Unfortunately, the written sources did not retain "Pereshchepina's" chagan's name. He was obviously "shadowed" by his father which, symbolically as it is, is well shown by Pereshchepina complex. The most attractive and expensive things of the Sasanidian and Byzantian manufacture involve diplomatic gifts or war trophies of the time of his father's rule, whereas the Byzantian set of objects of "barbaric" style obtained by the "Pereshchepina" ruler just in 653 was due rather to his status as the chagan's elder son and heir than his prominent role in the political relations with Byzantia. In this case analysis of monograms on "Pereshchepina" rings where about a hundred of various versions of Turkic names can be found among which honorary khan's titles, such as BAXATOYP ("warrior") and POBIXOY, BOPYXOY ("wolf") can be pointed out as most probable, is of no use. Even the very fact of the rings belonging to "Pershchepina" chagan himself, and not to his father, remains doubtful.

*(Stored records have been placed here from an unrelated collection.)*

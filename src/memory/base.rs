use rand::{seq::index, Rng};

use crate::{ds::RingBuffer, env::Environment};

use super::{Exp, ExpBatch};

/// A fixed-size memory storage for reinforcement learning experiences
///
/// This structure uses a ring buffer to store experiences, which are tuples of
/// (state, action, reward, next state, done). It automatically overwrites the
/// oldest experiences once it reaches its capacity.
///
/// ### Type Parameters:
/// - `E`: Environment
pub struct ReplayMemory<E: Environment> {
    memory: RingBuffer<Exp<E>>,
}

impl<E: Environment> ReplayMemory<E> {
    /// **Panics** if `capacity` is zero
    pub fn new(capacity: usize) -> Self {
        Self {
            memory: RingBuffer::new(capacity),
        }
    }

    /// Add a new experience to the memory, evicting the oldest one when full
    pub fn push(&mut self, exp: Exp<E>) {
        self.memory.push(exp);
    }

    pub fn len(&self) -> usize {
        self.memory.len()
    }

    pub fn is_empty(&self) -> bool {
        self.memory.len() == 0
    }

    pub fn capacity(&self) -> usize {
        self.memory.capacity()
    }

    /// Iterate over stored experiences from oldest to newest
    pub fn iter(&self) -> impl Iterator<Item = &Exp<E>> {
        self.memory.iter()
    }

    /// Sample a batch of distinct experiences uniformly at random
    ///
    /// Returns every stored experience when there are no more than `batch_size` of them.
    pub fn sample(&self, batch_size: usize, rng: &mut impl Rng) -> Vec<&Exp<E>> {
        let len = self.memory.len();
        if len <= batch_size {
            return self.memory.view().iter().collect();
        }

        index::sample(rng, len, batch_size)
            .into_iter()
            .map(|i| &self.memory[i])
            .collect()
    }

    /// Sample a batch and zip the vector of tuples into a tuple of vectors
    pub fn sample_zipped(&self, batch_size: usize, rng: &mut impl Rng) -> ExpBatch<E> {
        let experiences = self.sample(batch_size, rng);
        let len = experiences.len();
        ExpBatch::from_iter(experiences, len)
    }
}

The conclusions of the present work are made up of a complex of archeological and historical observations jointly developing a view of Pereshchepina complex and its place in history and archeology of Eastern European nomads of the VIIth-VIIIth c. expounded by N.E.Makarenko, V.A.Grishchenko, M.I.Artamonov, B.I.Marshak, A.I.Aibabin, Ye.V.Kruglov and other scholars who relate the complex origin to the Turkut-Khazar milieu of the Early Khazar chaganate. The "Oriental" Turkute constituent in the culture of higher nobility of "Pereshchepina" unity is very expressive, which, combined with the not less prominent "archeological" traces of military and political contacts of the group of nomads under consideration with Byzantia and Sasanids definitely fitting into the framework of theTurkic-Khazar-Byzantine military alliances, leaves no doubts as to the leading role of the Turkuts and their ruling dynasty in the formation of the Khazar chaganate. Pereshchepina complex, along with Voznesenka funeral kuruk, is an important historical evidence for perpetual presence of the representatives of Ashin's dynasty in Eastern Europe since the 80s of the VIth c. till the beginning of the VIIIth c. which displays the genetic link of the Khazar chaganate with the separate apanage of Western Turkic chaganate. This is a rare case when archeology is able to interfere the historical discussion and illustrate brief mentioning of the written sources by the bright facts of material culture.